Task brief:
Your answer should consist of the listing, repeated exactly.
━━━━━━━━━━
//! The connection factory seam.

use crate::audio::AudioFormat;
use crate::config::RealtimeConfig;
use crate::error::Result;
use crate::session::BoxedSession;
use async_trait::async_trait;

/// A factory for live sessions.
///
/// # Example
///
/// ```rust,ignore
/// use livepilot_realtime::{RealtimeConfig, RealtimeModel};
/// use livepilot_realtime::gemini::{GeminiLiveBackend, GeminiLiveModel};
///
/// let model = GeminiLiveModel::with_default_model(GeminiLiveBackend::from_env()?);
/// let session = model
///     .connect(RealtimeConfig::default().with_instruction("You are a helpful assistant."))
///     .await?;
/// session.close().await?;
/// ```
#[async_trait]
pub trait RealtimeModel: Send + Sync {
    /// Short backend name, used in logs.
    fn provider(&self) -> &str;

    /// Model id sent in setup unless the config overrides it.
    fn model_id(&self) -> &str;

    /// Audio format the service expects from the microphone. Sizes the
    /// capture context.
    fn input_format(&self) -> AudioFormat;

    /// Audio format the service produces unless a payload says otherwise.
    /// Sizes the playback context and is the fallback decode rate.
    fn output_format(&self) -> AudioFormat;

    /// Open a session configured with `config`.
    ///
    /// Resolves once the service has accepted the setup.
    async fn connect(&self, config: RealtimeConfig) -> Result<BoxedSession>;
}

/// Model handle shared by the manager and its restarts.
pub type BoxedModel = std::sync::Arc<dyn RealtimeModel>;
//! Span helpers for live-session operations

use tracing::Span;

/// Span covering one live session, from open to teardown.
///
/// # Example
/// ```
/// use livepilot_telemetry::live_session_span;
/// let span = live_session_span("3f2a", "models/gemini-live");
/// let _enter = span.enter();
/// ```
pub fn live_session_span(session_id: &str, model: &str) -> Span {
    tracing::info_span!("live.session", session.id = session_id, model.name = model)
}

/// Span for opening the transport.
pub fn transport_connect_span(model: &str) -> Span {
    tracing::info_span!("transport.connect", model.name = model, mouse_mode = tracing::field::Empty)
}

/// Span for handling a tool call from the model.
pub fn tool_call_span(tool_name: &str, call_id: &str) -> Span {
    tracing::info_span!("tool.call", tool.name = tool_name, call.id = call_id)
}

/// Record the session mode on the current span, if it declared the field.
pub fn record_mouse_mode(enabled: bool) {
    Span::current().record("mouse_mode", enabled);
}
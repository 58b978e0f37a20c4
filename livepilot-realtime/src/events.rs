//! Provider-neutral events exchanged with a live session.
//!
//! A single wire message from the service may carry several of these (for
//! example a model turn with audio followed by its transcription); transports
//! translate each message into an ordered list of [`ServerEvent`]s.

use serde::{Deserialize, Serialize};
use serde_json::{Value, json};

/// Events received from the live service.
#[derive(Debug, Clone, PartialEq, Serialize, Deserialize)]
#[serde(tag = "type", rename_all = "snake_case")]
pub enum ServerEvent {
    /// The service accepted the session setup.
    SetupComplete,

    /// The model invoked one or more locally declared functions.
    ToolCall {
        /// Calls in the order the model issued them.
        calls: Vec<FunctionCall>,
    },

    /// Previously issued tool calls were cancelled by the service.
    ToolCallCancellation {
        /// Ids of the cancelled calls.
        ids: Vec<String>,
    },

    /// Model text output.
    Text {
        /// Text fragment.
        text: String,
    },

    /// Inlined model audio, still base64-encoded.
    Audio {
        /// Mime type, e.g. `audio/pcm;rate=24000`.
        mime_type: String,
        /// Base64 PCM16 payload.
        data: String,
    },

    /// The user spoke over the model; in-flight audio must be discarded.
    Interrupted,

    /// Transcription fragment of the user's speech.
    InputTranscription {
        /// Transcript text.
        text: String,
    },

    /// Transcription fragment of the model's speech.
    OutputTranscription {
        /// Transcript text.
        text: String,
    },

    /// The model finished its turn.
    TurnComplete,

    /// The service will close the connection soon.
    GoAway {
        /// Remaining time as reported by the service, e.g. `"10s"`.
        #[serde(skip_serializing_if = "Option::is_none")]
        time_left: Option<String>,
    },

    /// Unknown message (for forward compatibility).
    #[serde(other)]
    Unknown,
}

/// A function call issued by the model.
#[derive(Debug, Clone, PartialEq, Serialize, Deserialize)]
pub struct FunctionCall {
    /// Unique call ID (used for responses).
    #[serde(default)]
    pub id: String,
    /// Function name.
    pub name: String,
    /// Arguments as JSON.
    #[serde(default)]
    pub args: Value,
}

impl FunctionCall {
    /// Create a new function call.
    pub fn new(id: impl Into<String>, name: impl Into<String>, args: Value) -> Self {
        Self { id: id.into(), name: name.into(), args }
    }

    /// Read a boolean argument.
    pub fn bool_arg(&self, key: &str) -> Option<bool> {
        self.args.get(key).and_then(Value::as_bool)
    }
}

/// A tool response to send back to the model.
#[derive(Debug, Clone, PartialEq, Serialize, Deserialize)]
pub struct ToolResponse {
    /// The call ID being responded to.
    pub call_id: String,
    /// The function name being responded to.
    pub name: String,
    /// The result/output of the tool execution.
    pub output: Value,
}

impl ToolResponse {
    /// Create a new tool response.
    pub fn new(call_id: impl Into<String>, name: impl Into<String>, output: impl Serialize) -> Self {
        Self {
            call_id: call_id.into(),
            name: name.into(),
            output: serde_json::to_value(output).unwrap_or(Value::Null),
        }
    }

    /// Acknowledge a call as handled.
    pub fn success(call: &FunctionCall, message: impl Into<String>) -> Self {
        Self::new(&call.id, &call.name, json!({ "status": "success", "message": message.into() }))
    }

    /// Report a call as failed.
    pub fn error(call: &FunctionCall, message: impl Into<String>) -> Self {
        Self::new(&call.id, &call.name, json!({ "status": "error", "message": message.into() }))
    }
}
━━━━━━━━━━
Answer space:
//! The connection factory seam.

use crate::audio::AudioFormat;
use crate::config::RealtimeConfig;
use crate::error::Result;
use crate::session::BoxedSession;
use async_trait::async_trait;

/// A factory for live sessions.
///
/// # Example
///
/// ```rust,ignore
/// use livepilot_realtime::{RealtimeConfig, RealtimeModel};
/// use livepilot_realtime::gemini::{GeminiLiveBackend, GeminiLiveModel};
///
/// let model = GeminiLiveModel::with_default_model(GeminiLiveBackend::from_env()?);
/// let session = model
///     .connect(RealtimeConfig::default().with_instruction("You are a helpful assistant."))
///     .await?;
/// session.close().await?;
/// ```
#[async_trait]
pub trait RealtimeModel: Send + Sync {
    /// Short backend name, used in logs.
    fn provider(&self) -> &str;

    /// Model id sent in setup unless the config overrides it.
    fn model_id(&self) -> &str;

    /// Audio format the service expects from the microphone. Sizes the
    /// capture context.
    fn input_format(&self) -> AudioFormat;

    /// Audio format the service produces unless a payload says otherwise.
    /// Sizes the playback context and is the fallback decode rate.
    fn output_format(&self) -> AudioFormat;

    /// Open a session configured with `config`.
    ///
    /// Resolves once the service has accepted the setup.
    async fn connect(&self, config: RealtimeConfig) -> Result<BoxedSession>;
}

/// Model handle shared by the manager and its restarts.
pub type BoxedModel = std::sync::Arc<dyn RealtimeModel>;
//! Span helpers for live-session operations

use tracing::Span;

/// Span covering one live session, from open to teardown.
///
/// # Example
/// ```
/// use livepilot_telemetry::live_session_span;
/// let span = live_session_span("3f2a", "models/gemini-live");
/// let _enter = span.enter();
/// ```
pub fn live_session_span(session_id: &str, model: &str) -> Span {
    tracing::info_span!("live.session", session.id = session_id, model.name = model)
}

/// Span for opening the transport.
pub fn transport_connect_span(model: &str) -> Span {
    tracing::info_span!("transport.connect", model.name = model, mouse_mode = tracing::field::Empty)
}

/// Span for handling a tool call from the model.
pub fn tool_call_span(tool_name: &str, call_id: &str) -> Span {
    tracing::info_span!("tool.call", tool.name = tool_name, call.id = call_id)
}

/// Record the session mode on the current span, if it declared the field.
pub fn record_mouse_mode(enabled: bool) {
    Span::current().record("mouse_mode", enabled);
}
repository 58b978e0f37a20c4
filename livepilot-realtime/src/events.rs
//! Provider-neutral events exchanged with a live session.
//!
//! A single wire message from the service may carry several of these (for
//! example a model turn with audio followed by its transcription); transports
//! translate each message into an ordered list of [`ServerEvent`]s.

use serde::{Deserialize, Serialize};
use serde_json::{Value, json};

/// Events received from the live service.
#[derive(Debug, Clone, PartialEq, Serialize, Deserialize)]
#[serde(tag = "type", rename_all = "snake_case")]
pub enum ServerEvent {
    /// The service accepted the session setup.
    SetupComplete,

    /// The model invoked one or more locally declared functions.
    ToolCall {
        /// Calls in the order the model issued them.
        calls: Vec<FunctionCall>,
    },

    /// Previously issued tool calls were cancelled by the service.
    ToolCallCancellation {
        /// Ids of the cancelled calls.
        ids: Vec<String>,
    },

    /// Model text output.
    Text {
        /// Text fragment.
        text: String,
    },

    /// Inlined model audio, still base64-encoded.
    Audio {
        /// Mime type, e.g. `audio/pcm;rate=24000`.
        mime_type: String,
        /// Base64 PCM16 payload.
        data: String,
    },

    /// The user spoke over the model; in-flight audio must be discarded.
    Interrupted,

    /// Transcription fragment of the user's speech.
    InputTranscription {
        /// Transcript text.
        text: String,
    },

    /// Transcription fragment of the model's speech.
    OutputTranscription {
        /// Transcript text.
        text: String,
    },

    /// The model finished its turn.
    TurnComplete,

    /// The service will close the connection soon.
    GoAway {
        /// Remaining time as reported by the service, e.g. `"10s"`.
        #[serde(skip_serializing_if = "Option::is_none")]
        time_left: Option<String>,
    },

    /// Unknown message (for forward compatibility).
    #[serde(other)]
    Unknown,
}

/// A function call issued by the model.
#[derive(Debug, Clone, PartialEq, Serialize, Deserialize)]
pub struct FunctionCall {
    /// Unique call ID (used for responses).
    #[serde(default)]
    pub id: String,
    /// Function name.
    pub name: String,
    /// Arguments as JSON.
    #[serde(default)]
    pub args: Value,
}

impl FunctionCall {
    /// Create a new function call.
    pub fn new(id: impl Into<String>, name: impl Into<String>, args: Value) -> Self {
        Self { id: id.into(), name: name.into(), args }
    }

    /// Read a boolean argument.
    pub fn bool_arg(&self, key: &str) -> Option<bool> {
        self.args.get(key).and_then(Value::as_bool)
    }
}

/// A tool response to send back to the model.
#[derive(Debug, Clone, PartialEq, Serialize, Deserialize)]
pub struct ToolResponse {
    /// The call ID being responded to.
    pub call_id: String,
    /// The function name being responded to.
    pub name: String,
    /// The result/output of the tool execution.
    pub output: Value,
}

impl ToolResponse {
    /// Create a new tool response.
    pub fn new(call_id: impl Into<String>, name: impl Into<String>, output: impl Serialize) -> Self {
        Self {
            call_id: call_id.into(),
            name: name.into(),
            output: serde_json::to_value(output).unwrap_or(Value::Null),
        }
    }

    /// Acknowledge a call as handled.
    pub fn success(call: &FunctionCall, message: impl Into<String>) -> Self {
        Self::new(&call.id, &call.name, json!({ "status": "success", "message": message.into() }))
    }

    /// Report a call as failed.
    pub fn error(call: &FunctionCall, message: impl Into<String>) -> Self {
        Self::new(&call.id, &call.name, json!({ "status": "error", "message": message.into() }))
    }
}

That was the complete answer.